◆ **WORK REQUEST**
Only the lines containing "DirEntry" belong in the answer; find them in the material below.
STUDY MATERIAL START
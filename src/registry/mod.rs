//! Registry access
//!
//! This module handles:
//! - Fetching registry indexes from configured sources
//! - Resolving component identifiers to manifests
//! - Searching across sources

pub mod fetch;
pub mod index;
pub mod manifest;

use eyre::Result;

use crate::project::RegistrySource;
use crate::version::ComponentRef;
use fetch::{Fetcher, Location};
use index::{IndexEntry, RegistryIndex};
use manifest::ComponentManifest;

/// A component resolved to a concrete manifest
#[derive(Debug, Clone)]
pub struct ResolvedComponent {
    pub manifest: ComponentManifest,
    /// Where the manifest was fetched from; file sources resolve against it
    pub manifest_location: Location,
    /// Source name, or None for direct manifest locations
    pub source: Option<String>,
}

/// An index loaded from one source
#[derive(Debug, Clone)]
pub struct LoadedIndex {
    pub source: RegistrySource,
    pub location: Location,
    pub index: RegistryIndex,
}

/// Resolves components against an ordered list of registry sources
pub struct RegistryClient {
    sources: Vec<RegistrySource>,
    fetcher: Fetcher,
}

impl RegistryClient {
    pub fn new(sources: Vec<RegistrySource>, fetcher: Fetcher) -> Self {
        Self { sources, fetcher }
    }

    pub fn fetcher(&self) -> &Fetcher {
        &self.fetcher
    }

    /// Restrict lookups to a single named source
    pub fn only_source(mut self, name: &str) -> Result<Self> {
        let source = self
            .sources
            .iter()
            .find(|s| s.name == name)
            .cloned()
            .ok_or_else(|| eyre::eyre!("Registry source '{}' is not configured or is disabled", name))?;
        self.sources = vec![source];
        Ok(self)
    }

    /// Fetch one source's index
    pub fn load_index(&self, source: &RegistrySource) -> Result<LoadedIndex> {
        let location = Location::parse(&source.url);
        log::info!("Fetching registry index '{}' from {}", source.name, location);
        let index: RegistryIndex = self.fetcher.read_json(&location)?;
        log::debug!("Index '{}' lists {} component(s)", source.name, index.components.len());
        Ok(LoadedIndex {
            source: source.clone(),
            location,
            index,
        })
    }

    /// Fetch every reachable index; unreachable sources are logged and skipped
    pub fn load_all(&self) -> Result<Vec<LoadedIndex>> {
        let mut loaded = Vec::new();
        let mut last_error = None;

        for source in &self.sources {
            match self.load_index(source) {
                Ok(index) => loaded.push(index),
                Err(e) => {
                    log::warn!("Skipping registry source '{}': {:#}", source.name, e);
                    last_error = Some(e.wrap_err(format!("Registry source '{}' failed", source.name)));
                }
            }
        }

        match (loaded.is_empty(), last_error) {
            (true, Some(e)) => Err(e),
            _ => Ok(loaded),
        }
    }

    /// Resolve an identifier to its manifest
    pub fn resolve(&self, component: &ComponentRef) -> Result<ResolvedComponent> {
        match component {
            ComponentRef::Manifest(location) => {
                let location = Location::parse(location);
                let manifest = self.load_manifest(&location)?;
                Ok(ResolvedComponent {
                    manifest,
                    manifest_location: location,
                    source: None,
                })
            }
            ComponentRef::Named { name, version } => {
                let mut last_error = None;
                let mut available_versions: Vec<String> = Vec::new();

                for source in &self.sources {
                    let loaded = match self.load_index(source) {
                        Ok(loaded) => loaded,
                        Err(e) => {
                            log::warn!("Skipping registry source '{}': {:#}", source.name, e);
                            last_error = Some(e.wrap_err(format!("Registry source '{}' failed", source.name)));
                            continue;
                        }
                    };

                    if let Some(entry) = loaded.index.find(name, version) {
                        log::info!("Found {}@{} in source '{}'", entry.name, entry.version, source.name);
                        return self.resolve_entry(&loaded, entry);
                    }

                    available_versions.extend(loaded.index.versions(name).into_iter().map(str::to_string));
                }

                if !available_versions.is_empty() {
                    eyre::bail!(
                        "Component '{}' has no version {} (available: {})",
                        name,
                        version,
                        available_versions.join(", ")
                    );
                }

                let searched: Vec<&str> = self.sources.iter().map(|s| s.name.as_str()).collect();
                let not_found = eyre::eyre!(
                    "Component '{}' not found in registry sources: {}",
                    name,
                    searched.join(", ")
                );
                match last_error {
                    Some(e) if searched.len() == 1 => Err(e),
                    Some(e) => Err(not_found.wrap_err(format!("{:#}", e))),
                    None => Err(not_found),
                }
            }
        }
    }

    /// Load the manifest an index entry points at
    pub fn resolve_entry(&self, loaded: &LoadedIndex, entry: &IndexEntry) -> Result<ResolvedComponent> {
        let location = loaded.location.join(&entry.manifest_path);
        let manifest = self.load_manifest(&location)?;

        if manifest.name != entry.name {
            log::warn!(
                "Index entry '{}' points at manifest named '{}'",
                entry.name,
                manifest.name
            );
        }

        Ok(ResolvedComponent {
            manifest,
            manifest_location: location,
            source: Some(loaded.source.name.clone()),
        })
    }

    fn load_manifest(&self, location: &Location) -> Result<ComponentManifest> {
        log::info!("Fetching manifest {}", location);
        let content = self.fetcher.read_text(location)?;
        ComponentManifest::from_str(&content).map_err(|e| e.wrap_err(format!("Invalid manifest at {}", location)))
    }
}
STUDY MATERIAL END
STUDY MATERIAL START
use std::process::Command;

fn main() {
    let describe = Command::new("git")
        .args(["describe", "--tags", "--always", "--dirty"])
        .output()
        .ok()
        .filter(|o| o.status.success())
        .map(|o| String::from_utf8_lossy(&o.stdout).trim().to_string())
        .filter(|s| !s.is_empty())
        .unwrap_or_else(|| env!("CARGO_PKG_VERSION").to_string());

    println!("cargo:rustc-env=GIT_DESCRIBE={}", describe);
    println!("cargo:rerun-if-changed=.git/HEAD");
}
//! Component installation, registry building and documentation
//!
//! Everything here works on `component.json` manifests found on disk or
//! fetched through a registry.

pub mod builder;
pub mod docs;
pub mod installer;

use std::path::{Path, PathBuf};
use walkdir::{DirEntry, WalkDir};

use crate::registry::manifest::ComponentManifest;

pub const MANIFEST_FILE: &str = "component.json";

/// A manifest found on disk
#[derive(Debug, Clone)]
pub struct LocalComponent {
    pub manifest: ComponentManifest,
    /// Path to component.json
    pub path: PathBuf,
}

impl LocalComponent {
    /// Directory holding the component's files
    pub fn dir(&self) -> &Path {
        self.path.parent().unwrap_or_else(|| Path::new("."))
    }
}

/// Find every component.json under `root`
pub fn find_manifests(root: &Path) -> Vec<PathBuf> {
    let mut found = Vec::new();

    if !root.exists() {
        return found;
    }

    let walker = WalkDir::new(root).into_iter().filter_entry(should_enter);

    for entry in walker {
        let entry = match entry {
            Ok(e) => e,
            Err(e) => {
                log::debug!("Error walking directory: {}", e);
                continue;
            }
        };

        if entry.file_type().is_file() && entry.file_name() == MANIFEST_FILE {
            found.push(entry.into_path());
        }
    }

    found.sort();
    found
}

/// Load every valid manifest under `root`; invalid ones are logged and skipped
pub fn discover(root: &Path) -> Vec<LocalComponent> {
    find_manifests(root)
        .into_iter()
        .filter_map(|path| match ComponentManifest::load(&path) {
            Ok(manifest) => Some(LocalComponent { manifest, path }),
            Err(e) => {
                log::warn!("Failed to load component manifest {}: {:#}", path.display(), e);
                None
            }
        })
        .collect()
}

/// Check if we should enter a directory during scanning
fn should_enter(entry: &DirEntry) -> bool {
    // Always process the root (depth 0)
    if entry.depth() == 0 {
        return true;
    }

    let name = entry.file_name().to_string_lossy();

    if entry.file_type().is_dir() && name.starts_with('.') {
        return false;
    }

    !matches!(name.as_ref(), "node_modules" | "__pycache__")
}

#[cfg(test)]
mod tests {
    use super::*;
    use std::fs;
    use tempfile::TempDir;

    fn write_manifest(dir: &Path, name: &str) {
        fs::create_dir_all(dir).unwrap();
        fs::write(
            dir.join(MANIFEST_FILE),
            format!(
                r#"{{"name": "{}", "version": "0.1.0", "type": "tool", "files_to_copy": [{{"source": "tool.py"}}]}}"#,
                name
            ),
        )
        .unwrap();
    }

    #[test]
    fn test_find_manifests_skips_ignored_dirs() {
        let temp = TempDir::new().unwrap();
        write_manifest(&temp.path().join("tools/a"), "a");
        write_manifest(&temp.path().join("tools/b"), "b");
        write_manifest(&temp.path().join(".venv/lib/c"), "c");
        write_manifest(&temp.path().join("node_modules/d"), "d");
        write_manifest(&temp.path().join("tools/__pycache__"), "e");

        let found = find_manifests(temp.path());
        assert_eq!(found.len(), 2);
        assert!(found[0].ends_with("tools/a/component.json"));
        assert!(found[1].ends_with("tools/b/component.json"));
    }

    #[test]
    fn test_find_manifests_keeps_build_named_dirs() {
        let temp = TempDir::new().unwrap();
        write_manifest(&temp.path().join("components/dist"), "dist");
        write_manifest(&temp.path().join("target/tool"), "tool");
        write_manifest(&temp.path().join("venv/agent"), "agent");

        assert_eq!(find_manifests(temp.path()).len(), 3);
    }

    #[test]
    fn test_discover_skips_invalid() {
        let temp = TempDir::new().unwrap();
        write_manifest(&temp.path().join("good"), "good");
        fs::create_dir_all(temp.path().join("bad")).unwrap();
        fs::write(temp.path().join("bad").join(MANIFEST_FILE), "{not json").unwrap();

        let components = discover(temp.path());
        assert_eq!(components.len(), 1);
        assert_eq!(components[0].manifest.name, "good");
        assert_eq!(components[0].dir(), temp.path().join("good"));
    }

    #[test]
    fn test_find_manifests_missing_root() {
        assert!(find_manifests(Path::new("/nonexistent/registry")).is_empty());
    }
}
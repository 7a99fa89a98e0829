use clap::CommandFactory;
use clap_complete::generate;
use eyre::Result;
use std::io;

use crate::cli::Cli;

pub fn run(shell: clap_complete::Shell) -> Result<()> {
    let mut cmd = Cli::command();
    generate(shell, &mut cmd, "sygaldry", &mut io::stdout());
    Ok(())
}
STUDY MATERIAL END
◆ **SOLVED PROBLEM**
use walkdir::{DirEntry, WalkDir};
fn should_enter(entry: &DirEntry) -> bool {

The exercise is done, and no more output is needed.